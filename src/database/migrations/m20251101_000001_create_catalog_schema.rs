use sea_orm_migration::prelude::*;

#[derive(DeriveMigrationName)]
pub struct Migration;

#[async_trait::async_trait]
impl MigrationTrait for Migration {
    async fn up(&self, manager: &SchemaManager) -> Result<(), DbErr> {
        manager
            .create_table(
                Table::create()
                    .table(Domains::Table)
                    .if_not_exists()
                    .col(ColumnDef::new(Domains::Id).integer().not_null().auto_increment().primary_key())
                    .col(ColumnDef::new(Domains::Name).string().not_null())
                    .col(ColumnDef::new(Domains::Description).text())
                    .col(ColumnDef::new(Domains::IsActive).boolean().not_null().default(true))
                    .col(ColumnDef::new(Domains::CreatedBy).string().not_null())
                    .col(ColumnDef::new(Domains::CreatedAt).timestamp().not_null())
                    .col(ColumnDef::new(Domains::UpdatedAt).timestamp().not_null())
                    .to_owned(),
            )
            .await?;

        manager
            .create_table(
                Table::create()
                    .table(Courses::Table)
                    .if_not_exists()
                    .col(ColumnDef::new(Courses::Id).integer().not_null().auto_increment().primary_key())
                    .col(ColumnDef::new(Courses::CourseCode).string().unique_key())
                    .col(ColumnDef::new(Courses::CourseName).string().not_null())
                    .col(ColumnDef::new(Courses::CourseType).string().not_null())
                    .col(ColumnDef::new(Courses::CourseObjectives).text().not_null())
                    .col(ColumnDef::new(Courses::Weeks).integer().not_null())
                    .col(ColumnDef::new(Courses::CertificationsBadges).text())
                    .col(ColumnDef::new(Courses::DomainId).integer().not_null())
                    .col(ColumnDef::new(Courses::CreatedBy).string().not_null())
                    .col(ColumnDef::new(Courses::CreatedAt).timestamp().not_null())
                    .col(ColumnDef::new(Courses::UpdatedAt).timestamp().not_null())
                    .foreign_key(
                        ForeignKey::create()
                            .name("fk_courses_domain_id")
                            .from(Courses::Table, Courses::DomainId)
                            .to(Domains::Table, Domains::Id),
                    )
                    .to_owned(),
            )
            .await?;

        // No uniqueness on the pair: duplicate detection belongs to the pathway engine
        manager
            .create_table(
                Table::create()
                    .table(Pathways::Table)
                    .if_not_exists()
                    .col(ColumnDef::new(Pathways::Id).integer().not_null().auto_increment().primary_key())
                    .col(ColumnDef::new(Pathways::PrerequisiteCourseId).integer().not_null())
                    .col(ColumnDef::new(Pathways::NextCourseId).integer().not_null())
                    .col(ColumnDef::new(Pathways::Order).integer().not_null().default(1))
                    .col(ColumnDef::new(Pathways::CreatedBy).string().not_null())
                    .col(ColumnDef::new(Pathways::CreatedAt).timestamp().not_null())
                    .foreign_key(
                        ForeignKey::create()
                            .name("fk_pathways_prerequisite_course_id")
                            .from(Pathways::Table, Pathways::PrerequisiteCourseId)
                            .to(Courses::Table, Courses::Id),
                    )
                    .foreign_key(
                        ForeignKey::create()
                            .name("fk_pathways_next_course_id")
                            .from(Pathways::Table, Pathways::NextCourseId)
                            .to(Courses::Table, Courses::Id),
                    )
                    .to_owned(),
            )
            .await?;

        manager
            .create_index(
                Index::create()
                    .name("idx_pathways_prerequisite_course_id")
                    .table(Pathways::Table)
                    .col(Pathways::PrerequisiteCourseId)
                    .to_owned(),
            )
            .await?;

        manager
            .create_index(
                Index::create()
                    .name("idx_pathways_next_course_id")
                    .table(Pathways::Table)
                    .col(Pathways::NextCourseId)
                    .to_owned(),
            )
            .await?;

        manager
            .create_table(
                Table::create()
                    .table(JobRoles::Table)
                    .if_not_exists()
                    .col(ColumnDef::new(JobRoles::Id).integer().not_null().auto_increment().primary_key())
                    .col(ColumnDef::new(JobRoles::Title).string().not_null().unique_key())
                    .col(ColumnDef::new(JobRoles::Description).text())
                    .col(ColumnDef::new(JobRoles::SalaryRange).string())
                    .col(ColumnDef::new(JobRoles::IsActive).boolean().not_null().default(true))
                    .col(ColumnDef::new(JobRoles::CreatedAt).timestamp().not_null())
                    .col(ColumnDef::new(JobRoles::UpdatedAt).timestamp().not_null())
                    .to_owned(),
            )
            .await?;

        manager
            .create_table(
                Table::create()
                    .table(CourseJobRoles::Table)
                    .if_not_exists()
                    .col(ColumnDef::new(CourseJobRoles::Id).integer().not_null().auto_increment().primary_key())
                    .col(ColumnDef::new(CourseJobRoles::CourseId).integer().not_null())
                    .col(ColumnDef::new(CourseJobRoles::JobRoleId).integer().not_null())
                    .col(ColumnDef::new(CourseJobRoles::IsPrimary).boolean().not_null().default(false))
                    .col(ColumnDef::new(CourseJobRoles::CreatedAt).timestamp().not_null())
                    .foreign_key(
                        ForeignKey::create()
                            .name("fk_course_job_roles_course_id")
                            .from(CourseJobRoles::Table, CourseJobRoles::CourseId)
                            .to(Courses::Table, Courses::Id)
                            .on_delete(ForeignKeyAction::Cascade),
                    )
                    .foreign_key(
                        ForeignKey::create()
                            .name("fk_course_job_roles_job_role_id")
                            .from(CourseJobRoles::Table, CourseJobRoles::JobRoleId)
                            .to(JobRoles::Table, JobRoles::Id),
                    )
                    .to_owned(),
            )
            .await?;

        manager
            .create_table(
                Table::create()
                    .table(AuditLogs::Table)
                    .if_not_exists()
                    .col(ColumnDef::new(AuditLogs::Id).integer().not_null().auto_increment().primary_key())
                    .col(ColumnDef::new(AuditLogs::AdminUsername).string().not_null())
                    .col(ColumnDef::new(AuditLogs::Action).string().not_null())
                    .col(ColumnDef::new(AuditLogs::EntityType).string().not_null())
                    .col(ColumnDef::new(AuditLogs::EntityId).integer().not_null())
                    .col(ColumnDef::new(AuditLogs::EntityName).string())
                    .col(ColumnDef::new(AuditLogs::ChangeDescription).text())
                    .col(ColumnDef::new(AuditLogs::CreatedAt).timestamp().not_null())
                    .to_owned(),
            )
            .await?;

        manager
            .create_index(
                Index::create()
                    .name("idx_audit_logs_entity")
                    .table(AuditLogs::Table)
                    .col(AuditLogs::EntityType)
                    .col(AuditLogs::EntityId)
                    .to_owned(),
            )
            .await?;

        manager
            .create_table(
                Table::create()
                    .table(AdminUsers::Table)
                    .if_not_exists()
                    .col(ColumnDef::new(AdminUsers::Id).integer().not_null().auto_increment().primary_key())
                    .col(ColumnDef::new(AdminUsers::Username).string().not_null().unique_key())
                    .col(ColumnDef::new(AdminUsers::Email).string().not_null())
                    .col(ColumnDef::new(AdminUsers::Role).string().not_null().default("admin"))
                    .col(ColumnDef::new(AdminUsers::IsActive).boolean().not_null().default(true))
                    .col(ColumnDef::new(AdminUsers::CreatedBy).string())
                    .col(ColumnDef::new(AdminUsers::CreatedAt).timestamp().not_null())
                    .col(ColumnDef::new(AdminUsers::UpdatedAt).timestamp().not_null())
                    .to_owned(),
            )
            .await?;

        Ok(())
    }

    async fn down(&self, manager: &SchemaManager) -> Result<(), DbErr> {
        manager
            .drop_table(Table::drop().table(AdminUsers::Table).to_owned())
            .await?;
        manager
            .drop_table(Table::drop().table(AuditLogs::Table).to_owned())
            .await?;
        manager
            .drop_table(Table::drop().table(CourseJobRoles::Table).to_owned())
            .await?;
        manager
            .drop_table(Table::drop().table(JobRoles::Table).to_owned())
            .await?;
        manager
            .drop_table(Table::drop().table(Pathways::Table).to_owned())
            .await?;
        manager
            .drop_table(Table::drop().table(Courses::Table).to_owned())
            .await?;
        manager
            .drop_table(Table::drop().table(Domains::Table).to_owned())
            .await?;

        Ok(())
    }
}

#[derive(DeriveIden)]
enum Domains {
    Table,
    Id,
    Name,
    Description,
    IsActive,
    CreatedBy,
    CreatedAt,
    UpdatedAt,
}

#[derive(DeriveIden)]
enum Courses {
    Table,
    Id,
    CourseCode,
    CourseName,
    CourseType,
    CourseObjectives,
    Weeks,
    CertificationsBadges,
    DomainId,
    CreatedBy,
    CreatedAt,
    UpdatedAt,
}

#[derive(DeriveIden)]
enum Pathways {
    Table,
    Id,
    PrerequisiteCourseId,
    NextCourseId,
    Order,
    CreatedBy,
    CreatedAt,
}

#[derive(DeriveIden)]
enum JobRoles {
    Table,
    Id,
    Title,
    Description,
    SalaryRange,
    IsActive,
    CreatedAt,
    UpdatedAt,
}

#[derive(DeriveIden)]
enum CourseJobRoles {
    Table,
    Id,
    CourseId,
    JobRoleId,
    IsPrimary,
    CreatedAt,
}

#[derive(DeriveIden)]
enum AuditLogs {
    Table,
    Id,
    AdminUsername,
    Action,
    EntityType,
    EntityId,
    EntityName,
    ChangeDescription,
    CreatedAt,
}

#[derive(DeriveIden)]
enum AdminUsers {
    Table,
    Id,
    Username,
    Email,
    Role,
    IsActive,
    CreatedBy,
    CreatedAt,
    UpdatedAt,
}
━━━━━━━━━━
• **Work required**: Copy each line of the preceding material that contains "default".

• **Answer below**:
                    .col(ColumnDef::new(Domains::IsActive).boolean().not_null().default(true))
                    .col(ColumnDef::new(Pathways::Order).integer().not_null().default(1))
                    .col(ColumnDef::new(JobRoles::IsActive).boolean().not_null().default(true))
                    .col(ColumnDef::new(CourseJobRoles::IsPrimary).boolean().not_null().default(false))
                    .col(ColumnDef::new(AdminUsers::Role).string().not_null().default("admin"))
                    .col(ColumnDef::new(AdminUsers::IsActive).boolean().not_null().default(true))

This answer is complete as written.